The Velvet Underground & Nico has generally been described by writers as art rock, experimental rock, proto-punk, psychedelic rock, and avant-pop. Much of the album's sound was conceived by John Cale, who stressed the experimental qualities of the band. He was influenced greatly by his work with minimalist composer La Monte Young in the Theatre of Eternal Music, John Cage, and the Fluxus arts movement, and encouraged the use of alternative ways of producing sound. Cale thought his sensibilities meshed well with Reed's, who was already experimenting with alternate tunings. For instance, Reed had "invented" the ostrich guitar tuning for a song he wrote called "The Ostrich" for the short-lived band the Primitives. Ostrich guitar tuning consists of all strings being tuned to the same pitch class. This method was utilized on the songs "Venus in Furs" and "All Tomorrow's Parties". Reed and Morrison's guitars were often tuned down a whole step, which produced a lower, fuller sound that Cale considered "sexy".

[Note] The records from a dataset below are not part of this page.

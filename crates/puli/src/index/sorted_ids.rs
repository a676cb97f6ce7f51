//! Set algebra over strictly increasing `u32` arrays.

use super::id_map::IdMap;
use std::fmt;

/// Whether `sorted` contains `id`.
#[inline]
pub fn contains(sorted: &[u32], id: u32) -> bool {
    sorted.binary_search(&id).is_ok()
}

/// Whether every element of `subset` occurs in `superset`, by merging.
pub fn contains_all(superset: &[u32], subset: &[u32]) -> bool {
    if subset.len() > superset.len() {
        return false;
    }
    let mut i = 0;
    for &id in subset {
        loop {
            match superset.get(i) {
                None => return false,
                Some(&s) if s < id => i += 1,
                Some(&s) if s == id => {
                    i += 1;
                    break;
                }
                Some(_) => return false,
            }
        }
    }
    true
}

/// Sorted union of two sorted arrays.
pub fn union(first: &[u32], second: &[u32]) -> Box<[u32]> {
    if first.is_empty() || first == second {
        return second.into();
    }
    if second.is_empty() {
        return first.into();
    }
    let mut result = Vec::with_capacity(first.len() + second.len());
    let (mut i, mut j) = (0, 0);
    while i < first.len() && j < second.len() {
        let (a, b) = (first[i], second[j]);
        if a < b {
            result.push(a);
            i += 1;
        } else if b < a {
            result.push(b);
            j += 1;
        } else {
            result.push(a);
            i += 1;
            j += 1;
        }
    }
    result.extend_from_slice(&first[i..]);
    result.extend_from_slice(&second[j..]);
    result.into_boxed_slice()
}

/// Number of elements of `first ∪ second`, without allocating.
pub fn union_len(first: &[u32], second: &[u32]) -> usize {
    let (mut i, mut j, mut len) = (0, 0, 0);
    while i < first.len() && j < second.len() {
        let (a, b) = (first[i], second[j]);
        if a <= b {
            i += 1;
        }
        if b <= a {
            j += 1;
        }
        len += 1;
    }
    len + (first.len() - i) + (second.len() - j)
}

/// Sorted copy of `sorted` without `id`.
pub fn without(sorted: &[u32], id: u32) -> Box<[u32]> {
    sorted.iter().copied().filter(|&s| s != id).collect()
}

/// Sorted copy of `sorted` with `id` inserted.
pub fn with(sorted: &[u32], id: u32) -> Box<[u32]> {
    match sorted.binary_search(&id) {
        Ok(_) => sorted.into(),
        Err(pos) => {
            let mut result = Vec::with_capacity(sorted.len() + 1);
            result.extend_from_slice(&sorted[..pos]);
            result.push(id);
            result.extend_from_slice(&sorted[pos..]);
            result.into_boxed_slice()
        }
    }
}

/// Whether the two sorted arrays share an element.
pub fn intersects(first: &[u32], second: &[u32]) -> bool {
    let (mut i, mut j) = (0, 0);
    while i < first.len() && j < second.len() {
        match first[i].cmp(&second[j]) {
            std::cmp::Ordering::Less => i += 1,
            std::cmp::Ordering::Greater => j += 1,
            std::cmp::Ordering::Equal => return true,
        }
    }
    false
}

// =============================================================================
// Borrowed view
// =============================================================================

/// A set of caller values, borrowed from an engine as sorted ids plus the
/// arena that resolves them.
///
/// Handed to listeners so that reporting a result does not clone it; call
/// [`SortedIdSet::to_vec`] to keep a copy.
#[derive(Clone, Copy)]
pub struct SortedIdSet<'a, E> {
    ids: &'a [u32],
    map: &'a IdMap<E>,
}

impl<'a, E> SortedIdSet<'a, E> {
    pub fn new(ids: &'a [u32], map: &'a IdMap<E>) -> Self {
        SortedIdSet { ids, map }
    }

    pub fn len(&self) -> usize {
        self.ids.len()
    }

    pub fn is_empty(&self) -> bool {
        self.ids.is_empty()
    }

    /// The underlying sorted ids
    pub fn ids(&self) -> &'a [u32] {
        self.ids
    }

    /// Values in id order
    pub fn iter(&self) -> impl Iterator<Item = &'a E> + 'a {
        let map = self.map;
        self.ids.iter().map(move |&id| map.element(id))
    }

    pub fn to_vec(&self) -> Vec<E>
    where
        E: Clone,
    {
        self.iter().cloned().collect()
    }
}

impl<'a, E: Clone + Eq + std::hash::Hash> SortedIdSet<'a, E> {
    pub fn contains(&self, element: &E) -> bool {
        self.map
            .lookup(element)
            .map_or(false, |id| contains(self.ids, id))
    }
}

impl<E: fmt::Debug> fmt::Debug for SortedIdSet<'_, E> {
    fn fmt(&self, f: &mut fmt::Formatter<'_>) -> fmt::Result {
        f.debug_set().entries(self.iter()).finish()
    }
}
//! Engine configuration types.

use crate::resolution::{BottomUpSelection, Selection, ThresholdSelection, TopDownSelection};
use serde::{Deserialize, Serialize};

/// Configuration for the resolution enumerator
#[derive(Debug, Clone, PartialEq, Eq, Serialize, Deserialize)]
#[serde(default)]
pub struct ResolutionConfig {
    pub selection: SelectionStrategy,
    /// Initial capacity of the priority queue of pending inferences
    pub initial_queue_capacity: usize,
}

impl Default for ResolutionConfig {
    fn default() -> Self {
        ResolutionConfig {
            selection: SelectionStrategy::default(),
            initial_queue_capacity: 256,
        }
    }
}

/// Built-in resolving-atom selection strategies
#[derive(Debug, Clone, Copy, PartialEq, Eq, Serialize, Deserialize)]
#[serde(rename_all = "snake_case")]
pub enum SelectionStrategy {
    /// Select a premise with the fewest inferences whenever there is one
    BottomUp,
    /// Select premises only of inferences deriving the goal
    TopDown,
    /// Bottom-up while the fewest inference count is at most the threshold
    Threshold(usize),
}

impl Default for SelectionStrategy {
    fn default() -> Self {
        SelectionStrategy::Threshold(2)
    }
}

impl SelectionStrategy {
    pub fn create(self) -> Box<dyn Selection> {
        match self {
            SelectionStrategy::BottomUp => Box::new(BottomUpSelection),
            SelectionStrategy::TopDown => Box::new(TopDownSelection),
            SelectionStrategy::Threshold(threshold) => Box::new(ThresholdSelection::new(threshold)),
        }
    }
}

Cale performed on the viola on several of the album's songs, notably "Venus in Furs" and "The Black Angel's Death Song". Cale strung his viola with guitar and mandolin strings, and when played loudly, Cale would liken its brash sound to that of an airplane engine. Cale's technique usually involved minimalist drones, detuning for an eerie, surreal effect, and distortion to highlight harmonics and transform the instrument's sound. According to critic Robert Christgau, Cale's "narcotic drone" not only sustains the sadomasochism-themed "Venus in Furs", but also "identifies and unifies the [album] musically". Of the vocal performances, he believed "Nico's contained chantoozy sexuality" complemented "the dispassionate abandon of Reed's chant singing". In 1966, Richard Goldstein described Nico's vocal as "something like a cello getting up in the morning".

Tucker's style of drumming on the album involved her playing standing up rather than sitting down, playing bass drums and tambourines on their sides with a drumstick in her left hand and a mallet in her right hand, resulting in "a mix of African trance rhythms and Ringo-like arrangement genius" according to Adam Budofsky of Modern Drummer. Tucker's predecessor Angus MacLise had informed her style, influencing her into playing "pounding" rhythms that fit with, in her words, "the ominous mood" of several of the album's songs.

==Artwork==
The album cover for The Velvet Underground & Nico is widely recognized for its Andy Warhol–designed banana image, which incorporated an interactive element: early pressings featured a peelable sticker bearing the instruction "Peel slowly and see," revealing a flesh-colored banana beneath. A special machine was needed to manufacture these covers, one of the causes of the album's delayed release, but MGM paid for costs figuring that any ties to Warhol would boost sales of the album. Most reissued vinyl editions of the album do not feature the peel-off sticker; original copies of the album with the peel-sticker feature are now considered rare collector's items. A Japanese re-issue LP in the early 1980s was the only re-issue version to include the banana sticker for many years. On the 1996 CD reissue, the banana image is on the front cover while the image of the peeled banana is on the inside of the jewel case, beneath the CD itself. The album was re-pressed onto heavyweight vinyl in 2008, featuring a banana sticker seen on original versions.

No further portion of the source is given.